▸ **Data for processing**
====

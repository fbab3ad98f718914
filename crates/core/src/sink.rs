//! Status sink: topic layout, discovery document, and publishers.
//!
//! Topics follow the Home Assistant device-discovery layout:
//! `<discovery_prefix>/device/<node_id>/config` for the discovery document and
//! `<discovery_prefix>/device/<node_id>/dev<n>/power_state` per slot.

use crate::device::{DeviceSlot, DeviceStatus};
use crate::error::{Error, Result};
use serde_json::{json, Value};
use std::io::Write;
use tracing::info;

/// Home page advertised as the discovery origin.
const ORIGIN_URL: &str = "https://github.com/user/unify-status";

/// Receiver of status publications.
pub trait StatusSink {
    fn publish(&mut self, topic: &str, payload: &str) -> Result<()>;
}

/// Topic builder for one receiver node.
#[derive(Debug, Clone, PartialEq, Eq)]
pub struct Topics {
    node_id: String,
    prefix: String,
}

impl Topics {
    pub fn new(discovery_prefix: &str, node_id: &str) -> Self {
        Self {
            node_id: node_id.to_string(),
            prefix: format!("{discovery_prefix}/device/{node_id}/"),
        }
    }

    /// Common prefix of every topic, ending in `/`.
    pub fn prefix(&self) -> &str {
        &self.prefix
    }

    /// Topic carrying the status of a slot.
    pub fn power_state(&self, slot: usize) -> String {
        format!("{}dev{slot}/power_state", self.prefix)
    }

    /// Topic carrying the discovery document.
    pub fn config(&self) -> String {
        format!("{}config", self.prefix)
    }

    /// Discovery document describing every known slot.
    pub fn discovery_document(&self, slots: &[DeviceSlot]) -> Value {
        let components: serde_json::Map<String, Value> = slots
            .iter()
            .enumerate()
            .map(|(i, slot)| {
                let id = format!("dev{i}");
                let component = json!({
                    "p": "sensor",
                    "state_topic": self.power_state(i),
                    "unique_id": id,
                    "name": slot.display_name(i),
                });
                (id, component)
            })
            .collect();

        json!({
            "dev": { "ids": self.node_id, "name": "Logitech Unifying Receiver" },
            "o": { "name": self.node_id, "url": ORIGIN_URL },
            "qos": 0,
            "cmps": components,
        })
    }
}

/// Publish the status of one slot.
pub fn publish_status(
    sink: &mut dyn StatusSink,
    topics: &Topics,
    slot: usize,
    status: DeviceStatus,
) -> Result<()> {
    sink.publish(&topics.power_state(slot), status.as_str())
}

/// Publish the discovery document for `slots`.
pub fn publish_discovery(
    sink: &mut dyn StatusSink,
    topics: &Topics,
    slots: &[DeviceSlot],
) -> Result<()> {
    let doc = topics.discovery_document(slots);
    sink.publish(&topics.config(), &doc.to_string())
}

/// Sink that only logs publications.
#[derive(Debug, Default)]
pub struct LogSink;

impl StatusSink for LogSink {
    fn publish(&mut self, topic: &str, payload: &str) -> Result<()> {
        info!(topic, payload, "Publish");
        Ok(())
    }
}

/// Sink writing one `{"topic": .., "payload": ..}` object per line.
pub struct JsonLinesSink<W: Write> {
    out: W,
}

impl<W: Write> JsonLinesSink<W> {
    pub fn new(out: W) -> Self {
        Self { out }
    }

    pub fn into_inner(self) -> W {
        self.out
    }
}

impl<W: Write> StatusSink for JsonLinesSink<W> {
    fn publish(&mut self, topic: &str, payload: &str) -> Result<()> {
        let line = json!({ "topic": topic, "payload": payload });
        writeln!(self.out, "{line}")
            .and_then(|_| self.out.flush())
            .map_err(|e| Error::Sink(format!("write: {e}")))
    }
}
//! Receiver communication layer: command/response exchanges and error
//! classification.
//!
//! Commands are written to the primary channel. Short responses come back on
//! the primary channel, long responses (names) on the responder channel.

use crate::error::{Error, Result};
use crate::hidpp::{self, LONG_REPORT_LEN, SHORT_REPORT_LEN};
use crate::transport::HidChannel;
use tracing::{debug, trace, warn};

/// Classification of communication errors.
#[derive(Debug, Clone, Copy, PartialEq, Eq)]
pub enum ErrorClass {
    /// Receiver was unplugged or its handle went stale.
    Disconnected,
    /// Read interrupted by the control context.
    Cancelled,
    /// Response did not match the expected prefix.
    InvalidResponse,
    /// Anything else.
    Unexpected,
}

impl ErrorClass {
    /// Classify an error for session lifecycle decisions.
    pub fn classify(err: &Error) -> Self {
        match err {
            Error::Cancelled => Self::Cancelled,
            Error::DeviceNotFound(_) => Self::Disconnected,
            Error::PrefixMismatch { .. } => Self::InvalidResponse,
            Error::Hid(msg) => {
                let lower = msg.to_lowercase();
                if lower.contains("disconnect")
                    || lower.contains("not connected")
                    || lower.contains("no such device")
                    || lower.contains("not found")
                {
                    Self::Disconnected
                } else if lower.contains("aborted") || lower.contains("cancelled") {
                    Self::Cancelled
                } else {
                    Self::Unexpected
                }
            }
            Error::Config(_) | Error::Sink(_) => Self::Unexpected,
        }
    }

    /// Whether a read failure of this class is part of normal operation.
    pub fn is_expected(&self) -> bool {
        matches!(self, Self::Disconnected | Self::Cancelled)
    }
}

/// Read one report of at most `len` bytes.
pub fn read_frame(channel: &dyn HidChannel, len: usize) -> Result<Vec<u8>> {
    let mut buf = vec![0u8; len];
    let n = channel.read(&mut buf)?;
    buf.truncate(n);
    Ok(buf)
}

/// Read the next long report from the responder, discarding short ones.
///
/// Where both collections share one OS node (hidraw), every handle sees every
/// input report, so acks and notifications also queue up on the responder.
pub fn read_long_frame(responder: &dyn HidChannel) -> Result<Vec<u8>> {
    loop {
        let frame = read_frame(responder, LONG_REPORT_LEN)?;
        if frame.first() == Some(&hidpp::LONG_REPORT_ID) {
            return Ok(frame);
        }
        trace!(frame = format_args!("{:02X?}", frame), "Skipping short report on responder");
    }
}

/// Outcome of a non-fatal check: transport errors propagate, prefix
/// mismatches are logged and reported as `false`.
fn tolerate_mismatch(result: Result<()>, what: &str) -> Result<bool> {
    match result {
        Ok(()) => Ok(true),
        Err(Error::PrefixMismatch { actual, .. }) => {
            warn!(bytes = format_args!("{:02X?}", actual), "Failed to confirm {what}");
            Ok(false)
        }
        Err(e) => Err(e),
    }
}

/// Enable wireless notifications and check the acknowledgement.
///
/// A mismatching acknowledgement is only a warning; the receiver has been
/// seen to deliver it out of order. With `read_echo`, also consume the
/// register-read echo some drivers provoke right after.
pub fn enable_notifications(receiver: &dyn HidChannel, read_echo: bool) -> Result<bool> {
    receiver.write(&hidpp::encode_enable_notifications())?;
    let ack = read_frame(receiver, SHORT_REPORT_LEN)?;
    let confirmed = tolerate_mismatch(
        hidpp::decode_enable_notifications(&ack),
        "enabled notifications",
    )?;

    if read_echo {
        let echo = read_frame(receiver, SHORT_REPORT_LEN)?;
        tolerate_mismatch(
            hidpp::check_prefix(hidpp::NOTIFICATIONS_READ_ECHO, &echo),
            "notification read after enable",
        )?;
    }

    Ok(confirmed)
}

/// Ask the receiver for its paired device count.
pub fn query_device_count(receiver: &dyn HidChannel) -> Result<u8> {
    receiver.write(&hidpp::encode_get_device_count())?;
    let resp = read_frame(receiver, SHORT_REPORT_LEN)?;
    let count = hidpp::decode_device_count(&resp)?;
    debug!(count, "Paired device count");
    Ok(count)
}

/// Read the name of a 0-indexed slot.
///
/// With `skip_preamble`, the undocumented frame the receiver sends after a
/// link is established is consumed first; a mismatch there is only logged.
pub fn query_name(
    receiver: &dyn HidChannel,
    responder: &dyn HidChannel,
    slot: usize,
    skip_preamble: bool,
) -> Result<String> {
    receiver.write(&hidpp::encode_get_name(slot as u8))?;

    if skip_preamble {
        let preamble = read_long_frame(responder)?;
        tolerate_mismatch(
            hidpp::check_prefix(hidpp::CONNECT_PREAMBLE, &preamble),
            "connect preamble",
        )?;
    }

    let resp = read_long_frame(responder)?;
    let name = hidpp::decode_name(&resp)?;
    debug!(slot, name = %name, "Resolved device name");
    Ok(name)
}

====

▸ **Task prompt**
Show every line from the entries that includes the word "layout".

▸ **Written answer**
//! Status sink: topic layout, discovery document, and publishers.
//! Topics follow the Home Assistant device-discovery layout:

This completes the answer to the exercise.